The FBI has dedicated undercover agents on Facebook, Twitter, MySpace, LinkedIn. The rules and guidelines to the privacy issue is internal to the Justice Department and details aren't released to the public. Agents can impersonate a friend, a long lost relative, even a spouse and child. This raises real issues regarding privacy. Although people who use Facebook, Twitter, and other social networking sites are aware of some level of privacy will always be compromised, but, no one would ever suspect that the friend invitation might be from a federal agent whose sole purpose of the friend request was to snoop around. Furthermore, Facebook, Twitter, and MySpace have personal information and past posts logged for up to one year; even deleted profiles, and with a warrant, can hand over very personal information. One example of investigators using Facebook to nab a criminal is the case of Maxi Sopo. Charged with bank fraud, and having escaped to Mexico, he was nowhere to be found until he started posting on Facebook. Although his profile was private, his list of friends was not, and through this vector, they eventually caught him.[16]

In recent years, some state and local law enforcement agencies have also begun to rely on social media websites as resources. Although obtaining records of information not shared publicly by or about site users often requires a subpoena, public pages on sites such as Facebook and MySpace offer access to personal information that can be valuable to law enforcement.[17] Police departments have reported using social media websites to assist in investigations, locate and track suspects, and monitor gang activity.[18][19]

'Mob rule'[edit]

The idea of the ‘mob rule’ can be described as a situation in which control is held by those outside the conventional or lawful realm.
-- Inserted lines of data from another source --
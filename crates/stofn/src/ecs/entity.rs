//! # Entity — Stable Identities for Scene Objects
//!
//! An [`Entity`] carries no data of its own. Every subsystem that wants to
//! attach something to an object keeps its own [`Pool`](super::pool::Pool)
//! keyed by the same entity values, and the [`Scene`](crate::scene::Scene)
//! decides when an identity dies.
//!
//! ## Slots and Generations
//!
//! Slots are recycled, so a bare slot number can't tell "the object I saved"
//! apart from "whatever lives in that slot now". Each slot therefore carries a
//! generation that is bumped every time the slot is released, and a handle
//! is only valid while its generation matches:
//!
//! ```text
//! create "Lamp"    -> (slot 5, gen 0)    saved by the renderer
//! release          -> slot 5 now gen 1, pushed on the free list
//! create "Crate"   -> (slot 5, gen 1)
//! renderer lookup  -> (slot 5, gen 0) != gen 1, rejected
//! ```
//!
//! Freed slots are handed out lowest-index first, so the id space stays dense
//! under churn.

use std::cmp::Reverse;
use std::collections::BinaryHeap;
use std::fmt;

use super::pool::Pool;

/// A lightweight handle to an object owned by an [`EntityAllocator`].
///
/// Equality is slot + generation equality. [`Entity::NIL`] is never issued by
/// an allocator and denotes "no object".
#[derive(Clone, Copy, PartialEq, Eq, Hash)]
pub struct Entity {
    /// Slot index in the allocator. This is recycled when the entity is released.
    pub(crate) index: u32,
    /// Generation counter. Incremented each time this slot is released, so
    /// stale handles can be detected.
    pub(crate) generation: u32,
}

impl Entity {
    /// The reserved "no object" handle.
    pub const NIL: Self = Self {
        index: u32::MAX,
        generation: u32::MAX,
    };

    /// Returns `true` if this is [`Entity::NIL`].
    pub fn is_nil(self) -> bool {
        self == Self::NIL
    }

    /// Slot number, shared by every generation of this slot.
    pub fn index(self) -> u32 {
        self.index
    }

    pub fn generation(self) -> u32 {
        self.generation
    }
}

impl Default for Entity {
    fn default() -> Self {
        Self::NIL
    }
}

impl fmt::Debug for Entity {
    fn fmt(&self, f: &mut fmt::Formatter<'_>) -> fmt::Result {
        if self.is_nil() {
            write!(f, "Entity(NIL)")
        } else {
            write!(f, "Entity({}v{})", self.index, self.generation)
        }
    }
}

impl fmt::Display for Entity {
    fn fmt(&self, f: &mut fmt::Formatter<'_>) -> fmt::Result {
        if self.is_nil() {
            write!(f, "NIL")
        } else {
            write!(f, "{}v{}", self.index, self.generation)
        }
    }
}

/// Issues and recycles entity IDs, and labels every live one.
///
/// ```text
/// generations: [0, 1, 0, 2, 0]   current generation of every slot
/// free_list:   {1, 3}            released slots, lowest popped first
/// names:       Pool<(String,)>   one row per live entity
/// ```
pub struct EntityAllocator {
    generations: Vec<u32>,
    /// Indices of released entities, available for reuse (lowest first).
    free_list: BinaryHeap<Reverse<u32>>,
    /// Label column for live entities. Doubles as the live set.
    names: Pool<(String,)>,
}

impl EntityAllocator {
    pub fn new() -> Self {
        Self {
            generations: Vec::new(),
            free_list: BinaryHeap::new(),
            names: Pool::new(),
        }
    }

    /// Create an allocator with room for `capacity` live objects.
    pub fn with_capacity(capacity: usize) -> Self {
        Self {
            generations: Vec::with_capacity(capacity),
            free_list: BinaryHeap::new(),
            names: Pool::with_capacity(capacity),
        }
    }

    /// Allocate a new [`Entity`] labelled `label`. Reuses the lowest freed slot
    /// if one is available, otherwise allocates a fresh index.
    ///
    /// # Panics
    ///
    /// Panics if the 32-bit id space is exhausted.
    pub fn create(&mut self, label: &str) -> Entity {
        let entity = if let Some(Reverse(index)) = self.free_list.pop() {
            // Generation was bumped on release.
            Entity {
                index,
                generation: self.generations[index as usize],
            }
        } else {
            let index = match u32::try_from(self.generations.len()) {
                Ok(index) if index != u32::MAX => index,
                _ => panic!("entity id space exhausted"),
            };
            self.generations.push(0);
            Entity {
                index,
                generation: 0,
            }
        };

        let appended = self.names.try_append(entity, (label.to_owned(),));
        assert!(appended, "freshly allocated {entity:?} was already live");
        entity
    }

    /// Release an entity, making its slot available for reuse.
    ///
    /// Returns `true` if the entity was valid and released, `false` if it was
    /// stale or NIL. Releasing twice is a harmless no-op.
    pub fn release(&mut self, entity: Entity) -> bool {
        if !self.is_valid(entity) {
            return false;
        }
        let slot = &mut self.generations[entity.index as usize];
        *slot = slot.wrapping_add(1);
        self.free_list.push(Reverse(entity.index));
        self.names.try_release_swap(entity);
        true
    }

    /// Slot in range and generation current.
    pub fn is_valid(&self, entity: Entity) -> bool {
        self.generations
            .get(entity.index as usize)
            .is_some_and(|&generation| generation == entity.generation)
    }

    /// The label given to `entity`, if it is live.
    pub fn name(&self, entity: Entity) -> Option<&str> {
        self.names.try_get::<0>(entity).map(String::as_str)
    }

    /// Replace the label of a live entity. Returns `false` for stale handles.
    pub fn try_rename(&mut self, entity: Entity, label: &str) -> bool {
        match self.names.try_get_mut::<0>(entity) {
            Some(name) => {
                label.clone_into(name);
                true
            }
            None => false,
        }
    }

    /// First live entity whose label equals `label`, in storage order.
    ///
    /// This is a linear scan; labels are not unique and not indexed.
    pub fn find(&self, label: &str) -> Option<Entity> {
        self.names
            .column::<0>()
            .iter()
            .position(|name| name == label)
            .map(|index| self.names.handle_by_index(index))
    }

    /// Live entities in storage order (unstable across releases).
    pub fn iter(&self) -> impl Iterator<Item = Entity> + '_ {
        self.names.handles().iter().copied()
    }

    /// Live entities.
    pub fn alive_count(&self) -> usize {
        self.names.count()
    }

    /// Released slots waiting for reuse.
    #[cfg(any(feature = "diagnostics", test))]
    pub fn free_count(&self) -> usize {
        self.free_list.len()
    }

    /// Slots ever handed out, live or free.
    #[cfg(any(feature = "diagnostics", test))]
    pub fn total_slots(&self) -> usize {
        self.generations.len()
    }

    /// Assert the live set and the slot bookkeeping agree.
    pub fn sanity_check(&self) {
        self.names.sanity_check();
        assert_eq!(
            self.names.count() + self.free_list.len(),
            self.generations.len(),
            "live + free slots must cover every allocated slot"
        );
        for entity in self.iter() {
            assert!(self.is_valid(entity), "{entity:?} is named but stale");
        }
    }
}

impl Default for EntityAllocator {
    fn default() -> Self {
        Self::new()
    }
}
In response to the News International phone hacking scandal involving News of the World in the United Kingdom, a report was written to enact new media privacy regulations.

The British author of the Leveson Report on the ethics of the British press, Lord Justice Leveson, has drawn attention to the need to take action on protecting privacy on the internet. This movement is described by Lord Justice Leveson as a global megaphone for gossip: "There is not only a danger of trial by Twitter, but also of an unending punishment, and no prospect of rehabilitation, by Google".[20]

Social networks[edit]


Facebook has been scrutinized for a variety of privacy concerns due to changes in its privacy settings on the site generally over time as well as privacy concerns within Facebook applications. When Facebook first began in 2004, it was focused on universities and only those with .edu address could open an account. Furthermore, only those within your own university network could see your page. Some argue that initial users were much more willing to share private information for these reasons. As time went on, Facebook became more public allowing those outside universities, and furthermore, those without a specific network, to join and see pages of those in networks that were not their own. In 2006 Facebook introduced the News Feed, a feature that would highlight recent friend activity. By 2009, Facebook made "more and more information public by default." For example, in December 2009, "Facebook drastically changed its privacy policies, allowing users to see each others’ lists of friends, even if users had previously indicated they wanted to keep these lists private". Also, "the new settings made photos publicly available by default, often without users’ knowledge." [21]

Facebook recently updated its profile format allowing for people who are not "friends" of others to view personal information about other users, even when the profile is set to private. However, As of January 18, 2011 Facebook changed its decision to make home addresses and telephone numbers accessible to third party members, but it is still possible for third party members to have access to less exact personal information, like one’s hometown and employment, if the user has entered the information into Facebook . EPIC Executive Director Marc Rotenberg said "Facebook is trying to blur the line between public and private information. And the request for permission does not make clear to the user why the information is needed or how it will be used."[22]

Breakup Notifier is an example of a Facebook "cyberstalking" app that has recently been taken down. Essentially, the application notifies users when a person breaks up with their partner through Facebook, allowing users to instantly become aware of their friend's romantic activities. The concept became very popular, with the site attracting 700,000 visits in the first 36 hours; people downloaded the app 40,000 times. Just days later, the app had more than 3.6 million downloads and 9,000 Facebook likes.[23]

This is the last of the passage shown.